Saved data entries
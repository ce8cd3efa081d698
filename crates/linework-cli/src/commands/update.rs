//! Update command implementation.

use crate::cli::UpdateArgs;
use crate::error::Result;
use crate::output::Formatter;
use linework_artifact::{default_registry, OutputStream, UpdateRequest};
use linework_domain::DocumentId;
use std::fs;

/// Execute the update command.
///
/// A missing document file degrades to empty prior content; the
/// handler itself recovers from malformed JSON. The handler's returned
/// content is written back to the file.
pub fn execute_update(args: UpdateArgs, formatter: &Formatter) -> Result<()> {
    let prior = fs::read_to_string(&args.file).unwrap_or_default();
    let registry = default_registry();

    let mut sink = Vec::new();
    let content = {
        let mut stream = OutputStream::new(&mut sink);
        let request = UpdateRequest {
            id: DocumentId::new(),
            title: &args.title,
            content: &prior,
            description: Some(&args.description),
        };
        registry.on_update(args.kind.as_str(), &request, &mut stream)?
    };

    print!("{}", String::from_utf8_lossy(&sink));

    fs::write(&args.file, &content)?;
    println!(
        "{}",
        formatter.success(&format!("Document written to {}", args.file.display()))
    );

    Ok(())
}

#[cfg(test)]
mod tests {
    use super::*;
    use crate::cli::KindArg;
    use crate::config::OutputFormat;
    use linework_domain::ChannelConfig;

    fn update_args(file: std::path::PathBuf, description: &str) -> UpdateArgs {
        UpdateArgs {
            file,
            description: description.to_string(),
            kind: KindArg::Line,
            title: "LINE設定".to_string(),
        }
    }

    #[test]
    fn test_update_merges_into_existing_file() {
        let dir = tempfile::tempdir().unwrap();
        let path = dir.path().join("doc.json");

        let mut prior = ChannelConfig::empty();
        prior.channel_id = "12345".to_string();
        prior.channel_secret = "abc123".to_string();
        fs::write(&path, prior.to_pretty_json().unwrap()).unwrap();

        let formatter = Formatter::new(OutputFormat::Text, false);
        execute_update(
            update_args(path.clone(), "アクセストークンは「tok-en_1」です"),
            &formatter,
        )
        .unwrap();

        let config = ChannelConfig::parse(&fs::read_to_string(&path).unwrap()).unwrap();
        assert_eq!(config.channel_id, "12345");
        assert_eq!(config.access_token, "tok-en_1");
    }

    #[test]
    fn test_update_missing_file_starts_from_empty() {
        let dir = tempfile::tempdir().unwrap();
        let path = dir.path().join("missing.json");

        let formatter = Formatter::new(OutputFormat::Text, false);
        execute_update(
            update_args(path.clone(), "チャネルIDは「12345」です"),
            &formatter,
        )
        .unwrap();

        // Rejected by validation (secret and token still empty) but the
        // merged field is persisted all the same.
        let config = ChannelConfig::parse(&fs::read_to_string(&path).unwrap()).unwrap();
        assert_eq!(config.channel_id, "12345");
        assert_eq!(config.channel_secret, "");
    }
}
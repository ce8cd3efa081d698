//! Extract command implementation.

use crate::cli::ExtractArgs;
use crate::config::OutputFormat;
use crate::error::Result;
use crate::output::Formatter;
use linework_domain::Field;
use linework_extractor::extract;

/// Execute the extract command.
pub fn execute_extract(args: ExtractArgs, formatter: &Formatter) -> Result<()> {
    let partial = extract(&args.text);

    match formatter.format() {
        OutputFormat::Quiet => {
            // Recognized field names only
            for field in Field::ALL {
                if partial.get(field).is_some() {
                    println!("{}", field.as_str());
                }
            }
        }
        _ => {
            println!("{}", serde_json::to_string_pretty(&partial)?);
        }
    }

    Ok(())
}

#[cfg(test)]
mod tests {
    use super::*;

    #[test]
    fn test_extract_command_runs() {
        let formatter = Formatter::new(OutputFormat::Quiet, false);
        let args = ExtractArgs {
            text: "アクセストークンは「abc123-XYZ」です".to_string(),
        };
        assert!(execute_extract(args, &formatter).is_ok());
    }
}
//! Error types for document handlers

use thiserror::Error;

/// Errors that can occur while running a document handler
#[derive(Debug, Error)]
pub enum ArtifactError {
    /// Output stream write failure
    #[error("stream write error: {0}")]
    Io(#[from] std::io::Error),

    /// Document content serialization failure
    #[error("content error: {0}")]
    Content(#[from] linework_domain::ConfigError),

    /// No handler registered for the requested artifact kind
    #[error("unknown artifact kind: {0}")]
    UnknownKind(String),
}
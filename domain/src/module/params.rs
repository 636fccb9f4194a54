//! Module parameter strings
//!
//! Backends are configured with a single opaque string of `key=value` pairs
//! separated by `:`, e.g. `model=llama3:url=http://localhost:11434`.
//!
//! | Rule | Example | Result |
//! |------|---------|--------|
//! | split on first `=` | `a=b=c` | `a` → `b=c` |
//! | first occurrence wins | `a=1:a=2` | `a` → `1` |
//! | segment without `=` after a pair | `url=http://h:80` | `url` → `http://h:80` |
//! | segment without `=` with no pair before it | `oops:a=1` | `oops` rejected |
//! | empty segment | `a=1::b=2` | ignored |
//!
//! The continuation rule lets values such as URLs carry `:` without escaping.

use std::str::FromStr;

use thiserror::Error;

#[derive(Debug, Clone, PartialEq, Eq, Error)]
pub enum ParamError {
    #[error("Required parameter \"{0}\" is not provided")]
    Missing(String),

    #[error("Parameter \"{key}\" has invalid value \"{value}\"")]
    Invalid { key: String, value: String },
}

#[derive(Debug, Clone, Default, PartialEq, Eq)]
pub struct ModuleParams {
    entries: Vec<(String, String)>,
    rejected: Vec<String>,
}

impl ModuleParams {
    pub fn parse(text: &str) -> Self {
        let mut params = Self::default();
        // Index of the entry the previous segment extended, for continuations.
        let mut last: Option<usize> = None;

        for segment in text.split(':') {
            match segment.split_once('=') {
                Some((key, value)) if !key.is_empty() => {
                    if params.position(key).is_some() {
                        last = None;
                        continue;
                    }
                    params.entries.push((key.to_string(), value.to_string()));
                    last = Some(params.entries.len() - 1);
                }
                _ if segment.is_empty() => {}
                _ => match last {
                    Some(index) => {
                        let value = &mut params.entries[index].1;
                        value.push(':');
                        value.push_str(segment);
                    }
                    None => params.rejected.push(segment.to_string()),
                },
            }
        }
        params
    }

    fn position(&self, key: &str) -> Option<usize> {
        self.entries.iter().position(|(k, _)| k == key)
    }

    pub fn get(&self, key: &str) -> Option<&str> {
        self.position(key).map(|i| self.entries[i].1.as_str())
    }

    pub fn require(&self, key: &str) -> Result<&str, ParamError> {
        self.get(key)
            .ok_or_else(|| ParamError::Missing(key.to_string()))
    }

    /// Parse an optional value, falling back to `default` when absent.
    pub fn get_parsed<T: FromStr>(&self, key: &str, default: T) -> Result<T, ParamError> {
        match self.get(key) {
            None => Ok(default),
            Some(value) => value.parse().map_err(|_| ParamError::Invalid {
                key: key.to_string(),
                value: value.to_string(),
            }),
        }
    }

    /// Segments that were not in `key=value` form.
    pub fn rejected(&self) -> &[String] {
        &self.rejected
    }

    pub fn is_empty(&self) -> bool {
        self.entries.is_empty()
    }

    pub fn iter(&self) -> impl Iterator<Item = (&str, &str)> {
        self.entries.iter().map(|(k, v)| (k.as_str(), v.as_str()))
    }
}

impl FromStr for ModuleParams {
    type Err = std::convert::Infallible;

    fn from_str(s: &str) -> Result<Self, Self::Err> {
        Ok(Self::parse(s))
    }
}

--- EXERCISE ---
Find the word "implementation" in the entries, and copy every line it shows up in.

--- WRITTEN RESPONSE ---
//! Update command implementation.
//! Extract command implementation.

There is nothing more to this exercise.